As promised, a more detailed write up about the Citylink outage in
Auckland earlier today.
Jumping straight to the chase, we deleted the native vlan from our VTP
server (and hence most of our switches) in Auckland. We believe this
caused some of our switches to stop talking spanning tree on those
trunks and resulted in a layer 2 loop/broadcast storm. Service was
restored when an engineer re-created the vlan on the VTP server.
We have been making a number of changes over the last 12 months with the
goal of improving stability on the network[1]. Most of these changes
have revolved around implementing best practise and ensuring consistency
across all our switches.
The particular changes that resulted in the outage where around the
interface configuration on Citylink switch to switch trunks.

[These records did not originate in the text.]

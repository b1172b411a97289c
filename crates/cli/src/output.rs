// SPDX-License-Identifier: BUSL-1.1
// Copyright (c) 2026 Alfred Jean LLC

//! Human-readable rendering of one `Response` frame. No table/JSON mode
//! switch — the real UI this spec names is the browser client (external
//! per scope); this CLI's output only needs to be legible for an
//! operator at a terminal.

use af_core::Agent;
use af_daemon::protocol::Response;

pub fn print(response: &Response) {
    match response {
        Response::Agent { agent } => print_agent(agent),
        Response::Agents { agents } => {
            if agents.is_empty() {
                println!("no agents");
            }
            for agent in agents {
                print_agent_line(agent);
            }
        }
        Response::Ok => println!("ok"),
        Response::NotFound => println!("not found"),
        Response::Error { message } => eprintln!("error: {message}"),
    }
}

fn print_agent_line(agent: &Agent) {
    let attention = if agent.needs_attention { " !" } else { "" };
    println!(
        "{}  {:<12} {:<10} {}{}",
        agent.id, agent.project, agent.status, agent.task, attention
    );
}

fn print_agent(agent: &Agent) {
    println!("id:              {}", agent.id);
    println!("project:         {}", agent.project);
    println!("status:          {}", agent.status);
    println!("session:         {}", agent.session_name);
    println!("branch:          {}", agent.branch_name);
    println!("workspace:       {}", agent.workspace_path.display());
    println!("task:            {}", agent.task);
    println!("needs_attention: {}", agent.needs_attention);
    if let Some(response) = &agent.last_response {
        println!("last_response:   {response}");
    }
}

#[cfg(test)]
mod tests {
    use super::*;
    use af_core::test_support::test_agent;

    #[test]
    fn print_does_not_panic_on_an_agent_with_no_last_response() {
        let agent = test_agent("abc123", "demo");
        print(&Response::Agent { agent: agent.clone() });
        print(&Response::Agents { agents: vec![agent] });
        print(&Response::Ok);
        print(&Response::NotFound);
        print(&Response::Error { message: "boom".into() });
    }
}
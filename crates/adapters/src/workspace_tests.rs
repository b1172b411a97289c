// SPDX-License-Identifier: BUSL-1.1
// Copyright (c) 2026 Alfred Jean LLC

use super::*;
use std::process::Command as StdCommand;
use tempfile::tempdir;
use yare::parameterized;

#[parameterized(
    simple = { "fix the login bug", "fix-the-login-bug" },
    punctuation = { "Add OAuth2.0 support!!", "add-oauth2-0-support" },
    collapses_repeats = { "too   many    spaces", "too-many-spaces" },
    leading_trailing = { "--weird--task--", "weird-task" },
)]
fn slugify_cases(input: &str, expected: &str) {
    assert_eq!(slugify(input), expected);
}

#[test]
fn slugify_caps_length() {
    let long = "x".repeat(200);
    assert!(slugify(&long).len() <= 60);
}

#[test]
fn branch_name_has_expected_shape() {
    assert_eq!(
        branch_name("agent", "a1b2c3", "Fix the thing"),
        "agent/a1b2c3/fix-the-thing"
    );
}

fn init_repo(dir: &Path) {
    let run = |args: &[&str]| {
        let status = StdCommand::new("git")
            .arg("-C")
            .arg(dir)
            .args(args)
            .status()
            .expect("git available");
        assert!(status.success());
    };
    run(&["init", "-q", "-b", "main"]);
    run(&["config", "user.email", "test@example.com"]);
    run(&["config", "user.name", "test"]);
    fs::write(dir.join("README.md"), "hello").unwrap();
    run(&["add", "."]);
    run(&["commit", "-q", "-m", "init"]);
}

#[tokio::test]
async fn provision_creates_worktree_and_scaffold_dirs() {
    let repo = tempdir().unwrap();
    init_repo(repo.path());
    let workspaces_root = tempdir().unwrap();
    let workspace = workspaces_root.path().join("workspace-provision-test");

    provision(repo.path(), &workspace, "agent/x1/test-task", "main")
        .await
        .unwrap();

    assert!(workspace.join(".claude").is_dir());
    assert!(workspace.join(".media").is_dir());
    assert!(workspace.join("README.md").is_file());

    teardown(repo.path(), &workspace, "agent/x1/test-task")
        .await
        .unwrap();
    assert!(!workspace.exists());
}

#[tokio::test]
async fn provision_is_idempotent_against_partial_workspace() {
    let repo = tempdir().unwrap();
    init_repo(repo.path());
    let workspace = repo.path().join("partial-ws");
    fs::create_dir_all(&workspace).unwrap();
    fs::write(workspace.join("stale.txt"), "leftover").unwrap();

    provision(repo.path(), &workspace, "agent/x2/test-task", "main")
        .await
        .unwrap();

    assert!(!workspace.join("stale.txt").exists());
    assert!(workspace.join("README.md").is_file());

    teardown(repo.path(), &workspace, "agent/x2/test-task")
        .await
        .unwrap();
}

#[tokio::test]
async fn teardown_on_missing_workspace_does_not_error() {
    let repo = tempdir().unwrap();
    init_repo(repo.path());
    let workspace = repo.path().join("never-created");

    teardown(repo.path(), &workspace, "agent/x3/test-task")
        .await
        .unwrap();
}

#[test]
fn write_instructions_includes_defaults_project_and_capped_context_files() {
    let dir = tempdir().unwrap();
    let files: Vec<String> = (0..25).map(|i| format!("file{i}.rs")).collect();

    let path = write_instructions(dir.path(), "Global rules.", "Project-specific notes.", &files)
        .unwrap();

    let content = fs::read_to_string(path).unwrap();
    assert!(content.contains("Global rules."));
    assert!(content.contains("Project-specific notes."));
    assert!(content.contains("file0.rs"));
    assert!(content.contains("and 5 more"));
}

#[test]
fn write_hook_settings_registers_start_and_stop_callbacks() {
    let dir = tempdir().unwrap();
    let path = write_hook_settings(dir.path(), "a1b2c3", "http://127.0.0.1:8080/hooks").unwrap();

    let content = fs::read_to_string(path).unwrap();
    let value: serde_json::Value = serde_json::from_str(&content).unwrap();
    assert!(value["hooks"]["SubagentStart"].is_array());
    assert!(value["hooks"]["SubagentStop"].is_array());
    assert!(content.contains("subagent_start"));
    assert!(content.contains("subagent_stop"));
    assert!(content.contains("a1b2c3"));
}

#[test]
fn ensure_media_dir_creates_directory() {
    let dir = tempdir().unwrap();
    let media = ensure_media_dir(dir.path()).unwrap();
    assert!(media.is_dir());
}

#[test]
fn copy_catalog_dir_replicates_whole_directory() {
    let src = tempdir().unwrap();
    fs::create_dir_all(src.path().join("nested")).unwrap();
    fs::write(src.path().join("a.md"), "a").unwrap();
    fs::write(src.path().join("nested/b.md"), "b").unwrap();

    let dest_root = tempdir().unwrap();
    let dest = copy_catalog_dir(src.path(), dest_root.path(), "catalog").unwrap();

    assert!(dest.join("a.md").is_file());
    assert!(dest.join("nested/b.md").is_file());
}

Previously a trunk configuration would look something like:
interface GigabitEthernet0/1
switchport trunk native vlan 999
switchport trunk allowed vlan 1-4095
Under normal circumstances no traffic should be using the native vlan.
To enforce this situation we removed the native vlan from the allowed
list, e.g.
interface GigabitEthernet0/1
switchport trunk native vlan 999
switchport trunk allowed vlan 1-998,1000-4095
This change was completed without any issues.
The second part of the tidy up was to remove the native vlan completely
from the network. We lab tested this scenario and there was no impact
when removing the native vlan.
What we suspect happened is one or more switches had their spanning tree
process bound to the native vlan. When the native vlan was removed the
switches stopped talking spanning tree resulting in a loop.
Service was restored by an engineer going to site and using the console
to re-create the native vlan on the VTP server.
Also, a big thanks to John from FX who assisted us restoring service
with a very timely visit to the Sky Tower :)
Again, sorry for any inconvenience caused.
Dylan Hall
Network Engineer
CityLink Ltd
[1] Sadly the irony here hasn't gone unnoticed.